-- Problem details --
Print all records exactly, leaving nothing out.

******

pub mod frame;
pub mod question;

pub use frame::{CapturedFrame, ExtractedText};
pub use question::{
    Difficulty, GenerationParameters, GenerationRequest, GenerationResponse, GenerationResult,
    HandoffPayload, Question, QuestionType,
};
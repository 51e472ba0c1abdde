//! 文字识别网关 - 业务能力层
//!
//! 只负责"把一帧画面交给 OCR 协作方"，不重试、不缓存

use std::sync::Arc;

use anyhow::Result;
use async_trait::async_trait;
use tracing::{debug, warn};

use crate::error::ExtractionError;
use crate::models::{CapturedFrame, ExtractedText};
use crate::utils::logging::truncate_text;

/// OCR 协作方
#[async_trait]
pub trait TextExtractor: Send + Sync {
    /// 输入 JPEG 数据，返回识别出的 UTF-8 文本
    async fn extract_text(&self, jpeg: &[u8]) -> Result<String>;
}

/// 文字识别网关
pub struct ExtractionGateway {
    extractor: Arc<dyn TextExtractor>,
}

impl ExtractionGateway {
    pub fn new(extractor: Arc<dyn TextExtractor>) -> Self {
        Self { extractor }
    }

    /// 识别一帧画面中的文字
    ///
    /// 每帧都要单独调用，结果记录来源画面 ID
    pub async fn extract(&self, frame: &CapturedFrame) -> Result<ExtractedText, ExtractionError> {
        debug!("[OCR] 开始识别 {}", frame);

        match self.extractor.extract_text(frame.jpeg()).await {
            Ok(text) => {
                let extracted = ExtractedText::new(text, frame.id());
                debug!(
                    "[OCR] 识别完成，{} 词: {}",
                    extracted.word_count(),
                    truncate_text(extracted.as_str(), 80)
                );
                Ok(extracted)
            }
            Err(e) => {
                warn!("[OCR] ⚠️ 识别失败: {:#}", e);
                Err(ExtractionError::Failed(format!("{:#}", e)))
            }
        }
    }
}
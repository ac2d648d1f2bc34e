//! # Store crate — user list view state
//!
//! The UI-independent half of the user list: pure name helpers, the form and
//! its mode, [`UserListState`] with its named transitions, and
//! [`UserListController`] which runs those transitions against any
//! [`api::UsersApi`].

mod controller;
pub mod form;
pub mod name;
pub mod state;

pub use controller::UserListController;
pub use form::{FormField, FormMode, FormState};
pub use name::{join_name, split_name};
pub use state::{UserListError, UserListState, UserRow};
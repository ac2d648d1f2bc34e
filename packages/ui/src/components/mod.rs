//! Form primitives shared by the views.

mod button;
pub use button::{Button, ButtonVariant};

mod input;
pub use input::Input;

mod label;
pub use label::Label;
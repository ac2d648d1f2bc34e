//! # User records as exchanged with the remote users collection
//!
//! ## [`UserRecord`]
//!
//! One element of `GET /users`, or the echo of `POST /users`. Only `id`, `name`
//! and `email` drive the UI. `phone` is carried along because the client overwrites
//! it on every write, and every other field the server sends (`username`,
//! `address`, `company`, ...) is kept verbatim in [`UserRecord::extra`] so that a
//! shallow merge after `PUT` leaves it untouched.
//!
//! ## [`UserPayload`]
//!
//! The body of both `POST /users` and `PUT /users/{id}`: `{name, email, phone}`.
//! [`UserRecord::merge`] applies one onto an existing record in place.

use serde::{Deserialize, Serialize};
use serde_json::{Map, Value};

/// A user as known to the remote service and mirrored locally.
#[derive(Debug, Clone, PartialEq, Serialize, Deserialize)]
pub struct UserRecord {
    /// Server-assigned identifier.
    pub id: i64,
    /// Full name, `"first last"`.
    #[serde(default)]
    pub name: String,
    #[serde(default)]
    pub email: String,
    #[serde(default, skip_serializing_if = "Option::is_none")]
    pub phone: Option<String>,
    /// Fields the client never reads but must not drop.
    #[serde(flatten)]
    pub extra: Map<String, Value>,
}

impl UserRecord {
    pub fn new(id: i64, name: impl Into<String>, email: impl Into<String>) -> Self {
        Self {
            id,
            name: name.into(),
            email: email.into(),
            phone: None,
            extra: Map::new(),
        }
    }

    /// Build the record a server would echo back for `payload` under `id`.
    pub fn from_payload(id: i64, payload: &UserPayload) -> Self {
        let mut record = Self::new(id, "", "");
        record.merge(payload);
        record
    }

    /// Shallow-merge a write payload over this record. Only `name`, `email`
    /// and `phone` change; `id` and `extra` are kept.
    pub fn merge(&mut self, payload: &UserPayload) {
        self.name = payload.name.clone();
        self.email = payload.email.clone();
        self.phone = Some(payload.phone.clone());
    }
}

/// Request body for create and update.
#[derive(Debug, Clone, PartialEq, Eq, Serialize, Deserialize)]
pub struct UserPayload {
    pub name: String,
    pub email: String,
    pub phone: String,
}

#[cfg(test)]
mod tests {
    use super::*;

    #[test]
    fn test_record_keeps_unknown_fields() {
        let json = r#"{
            "id": 1,
            "name": "Leanne Graham",
            "username": "Bret",
            "email": "Sincere@april.biz",
            "phone": "1-770-736-8031 x56442",
            "address": { "city": "Gwenborough" }
        }"#;
        let record: UserRecord = serde_json::from_str(json).unwrap();
        assert_eq!(record.id, 1);
        assert_eq!(record.name, "Leanne Graham");
        assert_eq!(record.email, "Sincere@april.biz");
        assert_eq!(record.extra.get("username"), Some(&Value::from("Bret")));
        assert!(record.extra.contains_key("address"));
    }

    #[test]
    fn test_record_tolerates_missing_optional_fields() {
        let record: UserRecord = serde_json::from_str(r#"{"id": 11}"#).unwrap();
        assert_eq!(record, UserRecord::new(11, "", ""));
    }

    #[test]
    fn test_merge_is_shallow() {
        let mut record: UserRecord = serde_json::from_str(
            r#"{"id": 3, "name": "Clementine Bauch", "email": "c@b.net", "username": "Samantha"}"#,
        )
        .unwrap();
        record.merge(&UserPayload {
            name: "Clem Bauch".to_string(),
            email: "clem@b.net".to_string(),
            phone: "123-456-7890".to_string(),
        });

        assert_eq!(record.id, 3);
        assert_eq!(record.name, "Clem Bauch");
        assert_eq!(record.email, "clem@b.net");
        assert_eq!(record.phone.as_deref(), Some("123-456-7890"));
        assert_eq!(record.extra.get("username"), Some(&Value::from("Samantha")));
    }
}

******

-- Answer for this exercise --
pub mod frame;
pub mod question;

pub use frame::{CapturedFrame, ExtractedText};
pub use question::{
    Difficulty, GenerationParameters, GenerationRequest, GenerationResponse, GenerationResult,
    HandoffPayload, Question, QuestionType,
};
repository 51e472ba0c1abdde
//! 文字识别网关 - 业务能力层
//!
//! 只负责"把一帧画面交给 OCR 协作方"，不重试、不缓存

use std::sync::Arc;

use anyhow::Result;
use async_trait::async_trait;
use tracing::{debug, warn};

use crate::error::ExtractionError;
use crate::models::{CapturedFrame, ExtractedText};
use crate::utils::logging::truncate_text;

/// OCR 协作方
#[async_trait]
pub trait TextExtractor: Send + Sync {
    /// 输入 JPEG 数据，返回识别出的 UTF-8 文本
    async fn extract_text(&self, jpeg: &[u8]) -> Result<String>;
}

/// 文字识别网关
pub struct ExtractionGateway {
    extractor: Arc<dyn TextExtractor>,
}

impl ExtractionGateway {
    pub fn new(extractor: Arc<dyn TextExtractor>) -> Self {
        Self { extractor }
    }

    /// 识别一帧画面中的文字
    ///
    /// 每帧都要单独调用，结果记录来源画面 ID
    pub async fn extract(&self, frame: &CapturedFrame) -> Result<ExtractedText, ExtractionError> {
        debug!("[OCR] 开始识别 {}", frame);

        match self.extractor.extract_text(frame.jpeg()).await {
            Ok(text) => {
                let extracted = ExtractedText::new(text, frame.id());
                debug!(
                    "[OCR] 识别完成，{} 词: {}",
                    extracted.word_count(),
                    truncate_text(extracted.as_str(), 80)
                );
                Ok(extracted)
            }
            Err(e) => {
                warn!("[OCR] ⚠️ 识别失败: {:#}", e);
                Err(ExtractionError::Failed(format!("{:#}", e)))
            }
        }
    }
}
repository ac2d648d1f2bc34e
//! # Store crate — user list view state
//!
//! The UI-independent half of the user list: pure name helpers, the form and
//! its mode, [`UserListState`] with its named transitions, and
//! [`UserListController`] which runs those transitions against any
//! [`api::UsersApi`].

mod controller;
pub mod form;
pub mod name;
pub mod state;

pub use controller::UserListController;
pub use form::{FormField, FormMode, FormState};
pub use name::{join_name, split_name};
pub use state::{UserListError, UserListState, UserRow};
repository ac2d648d1f2bc34e
filename packages/ui/src/components/mod.rs
//! Form primitives shared by the views.

mod button;
pub use button::{Button, ButtonVariant};

mod input;
pub use input::Input;

mod label;
pub use label::Label;
repository ac2d648d1f2bc34e
//! # User records as exchanged with the remote users collection
//!
//! ## [`UserRecord`]
//!
//! One element of `GET /users`, or the echo of `POST /users`. Only `id`, `name`
//! and `email` drive the UI. `phone` is carried along because the client overwrites
//! it on every write, and every other field the server sends (`username`,
//! `address`, `company`, ...) is kept verbatim in [`UserRecord::extra`] so that a
//! shallow merge after `PUT` leaves it untouched.
//!
//! ## [`UserPayload`]
//!
//! The body of both `POST /users` and `PUT /users/{id}`: `{name, email, phone}`.
//! [`UserRecord::merge`] applies one onto an existing record in place.

use serde::{Deserialize, Serialize};
use serde_json::{Map, Value};

/// A user as known to the remote service and mirrored locally.
#[derive(Debug, Clone, PartialEq, Serialize, Deserialize)]
pub struct UserRecord {
    /// Server-assigned identifier.
    pub id: i64,
    /// Full name, `"first last"`.
    #[serde(default)]
    pub name: String,
    #[serde(default)]
    pub email: String,
    #[serde(default, skip_serializing_if = "Option::is_none")]
    pub phone: Option<String>,
    /// Fields the client never reads but must not drop.
    #[serde(flatten)]
    pub extra: Map<String, Value>,
}

impl UserRecord {
    pub fn new(id: i64, name: impl Into<String>, email: impl Into<String>) -> Self {
        Self {
            id,
            name: name.into(),
            email: email.into(),
            phone: None,
            extra: Map::new(),
        }
    }

    /// Build the record a server would echo back for `payload` under `id`.
    pub fn from_payload(id: i64, payload: &UserPayload) -> Self {
        let mut record = Self::new(id, "", "");
        record.merge(payload);
        record
    }

    /// Shallow-merge a write payload over this record. Only `name`, `email`
    /// and `phone` change; `id` and `extra` are kept.
    pub fn merge(&mut self, payload: &UserPayload) {
        self.name = payload.name.clone();
        self.email = payload.email.clone();
        self.phone = Some(payload.phone.clone());
    }
}

/// Request body for create and update.
#[derive(Debug, Clone, PartialEq, Eq, Serialize, Deserialize)]
pub struct UserPayload {
    pub name: String,
    pub email: String,
    pub phone: String,
}

#[cfg(test)]
mod tests {
    use super::*;

    #[test]
    fn test_record_keeps_unknown_fields() {
        let json = r#"{
            "id": 1,
            "name": "Leanne Graham",
            "username": "Bret",
            "email": "Sincere@april.biz",
            "phone": "1-770-736-8031 x56442",
            "address": { "city": "Gwenborough" }
        }"#;
        let record: UserRecord = serde_json::from_str(json).unwrap();
        assert_eq!(record.id, 1);
        assert_eq!(record.name, "Leanne Graham");
        assert_eq!(record.email, "Sincere@april.biz");
        assert_eq!(record.extra.get("username"), Some(&Value::from("Bret")));
        assert!(record.extra.contains_key("address"));
    }

    #[test]
    fn test_record_tolerates_missing_optional_fields() {
        let record: UserRecord = serde_json::from_str(r#"{"id": 11}"#).unwrap();
        assert_eq!(record, UserRecord::new(11, "", ""));
    }

    #[test]
    fn test_merge_is_shallow() {
        let mut record: UserRecord = serde_json::from_str(
            r#"{"id": 3, "name": "Clementine Bauch", "email": "c@b.net", "username": "Samantha"}"#,
        )
        .unwrap();
        record.merge(&UserPayload {
            name: "Clem Bauch".to_string(),
            email: "clem@b.net".to_string(),
            phone: "123-456-7890".to_string(),
        });

        assert_eq!(record.id, 3);
        assert_eq!(record.name, "Clem Bauch");
        assert_eq!(record.email, "clem@b.net");
        assert_eq!(record.phone.as_deref(), Some("123-456-7890"));
        assert_eq!(record.extra.get("username"), Some(&Value::from("Samantha")));
    }
}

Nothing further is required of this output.